Si le Guide de la révolution, actuellement l’ayatollah Ali Khamenei, chef de l’État iranien, donne son accord, c’est donc le premier vice-président de la République d’Iran qui sera chargé d’administrer le pays. Depuis 2021, Mohammad Mokhbér occupe la fonction. Âgé de 68 ans, comme Ebrahim Raïssi, l’ancien vice-gouverneur de la province de Khuzestan dans l’ouest du pays, banquier de formation, était auparavant à la tête du Setad, un fonds d’investissement lié au dirigeant suprême, dont il connaît toutes les arcanes financiers. Il ne s’agit donc pas d’un banquier ordinaire mais celui qui détient les clés de la majeure partie de la politique iranienne et sa part la plus contestable, celle d’un clergé qui joue avec un trésor de guerre suivant des intérêts qui sont parfois le talon d’Achille du pouvoir iranien. Comprendre le fonctionnement du clergé chiite iranien c’est se confronter aux contradictions de l’IRAN. C’est un clergé qui est à la fois lié à des formes démocratiques et à un fonctionnement occulte qui provoque autant sinon plus que le “conservatisme” des mœurs, la protestation des forces populaires et des travailleurs. Le tout dans un pays de grande culture avec un fort sentiment national.

De 2010 à 2012, Mokhbér figurait sur la liste européenne des personnes et entités sanctionnées pour leur implication présumée dans des « activités liées au nucléaire ou aux missiles balistiques ». En octobre dernier, le futur président par intérim conduisait une délégation de responsables iraniens qui s’est rendue à Moscou, qui selon l’agence Reuters, aurait accepté de fournir des missiles surface-surface et davantage de drones à l’armée russe.

Paradoxalement la principale force de ce pouvoir religieux réside dans l’intervention manifeste des USA et sans doute Israël, le patriotisme iranien qui face à l’ingérence des Etats-Unis, voire le retour du shah honni, crée les conditions de la difficulté d’une transformation réellement démocratique. L’année 2024 a déjà été marquée par deux élections, les élections législatives pour élire les 290 députés, et un vote pour renouveler l’Assemblée des experts, les 88 religieux, élus pour huit ans au suffrage universel direct, chargés de nommer le Guide suprême. L’occasion pour le pouvoir théocratique de confirmer son pouvoir. La population a répondu à ce dilemme par l’abstention : seuls 40 % des votants ont participé. Mais les USA, Israël et les occidentaux participent en fait puissamment et ce dès le début de l’installation des mollahs à ce que se perpétue un tel pouvoir plutôt que le socialisme. Ici comme ailleurs c’est avec la bénédiction de l’occident, voire le rôle actif de Giscard dans l’installation du “guide suprême” pour éviter une insurrection populaire des communistes proches de l’URSS.
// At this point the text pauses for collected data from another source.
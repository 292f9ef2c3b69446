use chrono::{DateTime, Utc};
use serde::{Deserialize, Serialize};
use sqlx::FromRow;
use utoipa::{IntoParams, ToSchema};
use uuid::Uuid;

use crate::{errors::ApiError, validation};

#[derive(Debug, Clone, Serialize, Deserialize, FromRow, ToSchema)]
pub struct Faq {
    pub id: Uuid,
    pub question: String,
    pub answer: String,
    pub category: String,
    pub sort_order: i32,
    pub is_active: bool,
    pub created_at: DateTime<Utc>,
    pub updated_at: DateTime<Utc>,
}

#[derive(Debug, Clone, Serialize, Deserialize, ToSchema)]
pub struct CreateFaq {
    pub question: String,
    pub answer: String,
    #[serde(default = "default_category")]
    pub category: String,
    #[serde(default)]
    pub sort_order: i32,
    #[serde(default = "default_active")]
    pub is_active: bool,
}

fn default_category() -> String {
    "general".to_string()
}

fn default_active() -> bool {
    true
}

#[derive(Debug, Clone, Default, Serialize, Deserialize, ToSchema)]
pub struct UpdateFaq {
    pub question: Option<String>,
    pub answer: Option<String>,
    pub category: Option<String>,
    pub sort_order: Option<i32>,
    pub is_active: Option<bool>,
}

#[derive(Debug, Clone, Default, Deserialize, IntoParams, ToSchema)]
#[into_params(parameter_in = Query)]
pub struct FaqQuery {
    pub category: Option<String>,
}

impl CreateFaq {
    pub fn validate(self) -> Result<Self, ApiError> {
        Ok(Self {
            question: validation::require_text("question", &self.question)?,
            answer: validation::require_text("answer", &self.answer)?,
            category: normalize_category(&self.category)?,
            sort_order: self.sort_order,
            is_active: self.is_active,
        })
    }
}

impl UpdateFaq {
    pub fn apply(self, mut faq: Faq) -> Result<Faq, ApiError> {
        if let Some(question) = self.question {
            faq.question = validation::require_text("question", &question)?;
        }
        if let Some(answer) = self.answer {
            faq.answer = validation::require_text("answer", &answer)?;
        }
        if let Some(category) = self.category {
            faq.category = normalize_category(&category)?;
        }
        if let Some(sort_order) = self.sort_order {
            faq.sort_order = sort_order;
        }
        if let Some(is_active) = self.is_active {
            faq.is_active = is_active;
        }
        Ok(faq)
    }
}

/// Categories are stored lowercase so filtering is case-insensitive.
pub fn normalize_category(category: &str) -> Result<String, ApiError> {
    Ok(validation::bounded_text("category", category, validation::CATEGORY_MAX)?.to_lowercase())
}
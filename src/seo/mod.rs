//! Per-page SEO metadata with a two-tier lookup: stored records first,
//! then the built-in table in [`fallback`].

pub mod fallback;

use anyhow::Result;
use async_trait::async_trait;
use std::sync::Arc;
use tracing::{debug, warn};

use crate::models::{ResolvedSeo, SeoMetadata, SeoSource};
pub use fallback::SiteIdentity;

/// Where stored SEO records are read from.
#[async_trait]
pub trait SeoStore: Send + Sync {
    async fn find_by_path(&self, page_path: &str) -> Result<Option<SeoMetadata>>;
}

/// Canonical form of a page path used as the lookup key.
///
/// `"/About/?utm=x#team"` -> `"/about"`, `""` -> `"/"`.
pub fn normalize_path(raw: &str) -> String {
    let without_fragment = raw.split('#').next().unwrap_or("");
    let without_query = without_fragment.split('?').next().unwrap_or("");

    let segments: Vec<String> = without_query
        .trim()
        .split('/')
        .filter(|segment| !segment.is_empty())
        .map(|segment| segment.to_lowercase())
        .collect();

    if segments.is_empty() {
        "/".to_string()
    } else {
        format!("/{}", segments.join("/"))
    }
}

#[derive(Clone)]
pub struct SeoResolver {
    store: Option<Arc<dyn SeoStore>>,
    site: SiteIdentity,
}

impl SeoResolver {
    /// `store` is `None` when no database is configured.
    pub fn new(store: Option<Arc<dyn SeoStore>>, site: SiteIdentity) -> Self {
        Self { store, site }
    }

    pub async fn resolve(&self, raw_path: &str) -> ResolvedSeo {
        let path = normalize_path(raw_path);

        if let Some(store) = &self.store {
            match store.find_by_path(&path).await {
                Ok(Some(record)) => {
                    return ResolvedSeo {
                        source: SeoSource::Database,
                        metadata: record.into(),
                    };
                }
                Ok(None) => debug!("No stored SEO metadata for {}, using fallback", path),
                Err(e) => warn!("SEO lookup for {} failed, using fallback: {}", path, e),
            }
        }

        self.fallback(&path)
    }

    /// Static table entry or, failing that, the site default.
    pub fn fallback(&self, normalized_path: &str) -> ResolvedSeo {
        match fallback::static_entry(&self.site, normalized_path) {
            Some(metadata) => ResolvedSeo {
                source: SeoSource::Static,
                metadata,
            },
            None => ResolvedSeo {
                source: SeoSource::Default,
                metadata: fallback::default_entry(&self.site, normalized_path),
            },
        }
    }
}
use axum::{
    extract::State,
    http::StatusCode,
    routing::get,
    Router,
};
use std::sync::Arc;
use tracing::info;
use uuid::Uuid;

use crate::{
    auth::AuthUser,
    errors::ApiError,
    extract::{Json, Path},
    models::{Location, CreateLocation, UpdateLocation},
    permissions::{Action, Resource},
    AppState,
};

pub fn router() -> Router<Arc<AppState>> {
    Router::new()
        .route("/", get(list_locations).post(create_location))
        .route("/{id}", get(get_location).put(update_location).delete(delete_location))
}

#[utoipa::path(
    get,
    path = "/api/admin/locations",
    tag = "admin",
    operation_id = "admin_list_locations",
    security(("bearer_auth" = [])),
    responses(
        (status = 200, description = "All locations, inactive included", body = Vec<Location>),
        (status = 403, description = "Forbidden")
    )
)]
pub async fn list_locations(
    auth_user: AuthUser,
    State(state): State<Arc<AppState>>,
) -> Result<Json<Vec<Location>>, ApiError> {
    auth_user.require(Resource::Locations, Action::Read)?;
    Ok(Json(state.require_db()?.get_all_locations().await?))
}

#[utoipa::path(
    get,
    path = "/api/admin/locations/{id}",
    tag = "admin",
    operation_id = "admin_get_location",
    security(("bearer_auth" = [])),
    params(("id" = Uuid, Path, description = "Record ID")),
    responses(
        (status = 200, description = "The record", body = Location),
        (status = 403, description = "Forbidden"),
        (status = 404, description = "Not found")
    )
)]
pub async fn get_location(
    auth_user: AuthUser,
    State(state): State<Arc<AppState>>,
    Path(id): Path<Uuid>,
) -> Result<Json<Location>, ApiError> {
    auth_user.require(Resource::Locations, Action::Read)?;
    state
        .require_db()?
        .get_location_by_id(id)
        .await?
        .map(Json)
        .ok_or(ApiError::NotFound)
}

#[utoipa::path(
    post,
    path = "/api/admin/locations",
    tag = "admin",
    operation_id = "admin_create_location",
    security(("bearer_auth" = [])),
    request_body = CreateLocation,
    responses(
        (status = 201, description = "Created", body = Location),
        (status = 400, description = "Invalid payload"),
        (status = 403, description = "Forbidden"),
        (status = 409, description = "Duplicate slug")
    )
)]
pub async fn create_location(
    auth_user: AuthUser,
    State(state): State<Arc<AppState>>,
    Json(payload): Json<CreateLocation>,
) -> Result<(StatusCode, Json<Location>), ApiError> {
    auth_user.require(Resource::Locations, Action::Create)?;
    let payload = payload.validate()?;
    let created = state.require_db()?.create_location(&payload).await?;
    info!("{} created location {}", auth_user.username, created.id);

    Ok((StatusCode::CREATED, Json(created)))
}

#[utoipa::path(
    put,
    path = "/api/admin/locations/{id}",
    tag = "admin",
    operation_id = "admin_update_location",
    security(("bearer_auth" = [])),
    params(("id" = Uuid, Path, description = "Record ID")),
    request_body = UpdateLocation,
    responses(
        (status = 200, description = "Updated", body = Location),
        (status = 400, description = "Invalid payload"),
        (status = 403, description = "Forbidden"),
        (status = 404, description = "Not found"),
        (status = 409, description = "Duplicate slug")
    )
)]
pub async fn update_location(
    auth_user: AuthUser,
    State(state): State<Arc<AppState>>,
    Path(id): Path<Uuid>,
    Json(patch): Json<UpdateLocation>,
) -> Result<Json<Location>, ApiError> {
    auth_user.require(Resource::Locations, Action::Update)?;
    let db = state.require_db()?;

    let existing = db.get_location_by_id(id).await?.ok_or(ApiError::NotFound)?;
    let merged = patch.apply(existing)?;
    let updated = db.update_location(&merged).await?.ok_or(ApiError::NotFound)?;
    info!("{} updated location {}", auth_user.username, id);

    Ok(Json(updated))
}

#[utoipa::path(
    delete,
    path = "/api/admin/locations/{id}",
    tag = "admin",
    operation_id = "admin_delete_location",
    security(("bearer_auth" = [])),
    params(("id" = Uuid, Path, description = "Record ID")),
    responses(
        (status = 204, description = "Deleted"),
        (status = 403, description = "Forbidden"),
        (status = 404, description = "Not found")
    )
)]
pub async fn delete_location(
    auth_user: AuthUser,
    State(state): State<Arc<AppState>>,
    Path(id): Path<Uuid>,
) -> Result<StatusCode, ApiError> {
    auth_user.require(Resource::Locations, Action::Delete)?;

    if !state.require_db()?.delete_location(id).await? {
        return Err(ApiError::NotFound);
    }
    info!("{} deleted location {}", auth_user.username, id);

    Ok(StatusCode::NO_CONTENT)
}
Le paradoxe de la situation c’est que l’impérialisme a recréé les lignes forces de son opposition mais ce même impérialisme ici comme ailleurs s’inquiète de la chute des régimes en question en craignant que ce qui leur succède soit pire et que l’on ne puisse les tenir par des intérêts financiers. Mais toujours en proie de ses contradictions avec sa politique de sanction, sa militarisation du dollar, il crée les conditions de l’affaiblissement de ce lien financier quelle que soit l’oligarchie…

Une nouvelle élection en juillet ?

Alors que Raïssi a été élu en 2021, et que le mandat de quatre ans imposait qu’il brigue un renouvellement des urnes en 2025, une nouvelle élection présidentielle devrait avoir lieu début juillet. La Constitution iranienne, en ce même article 131, prévoit cinquante jours durant lesquels un conseil composé du premier vice-président, du président du Parlement et du chef du pouvoir judiciaire organise un scrutin pour remplacer le président défunt.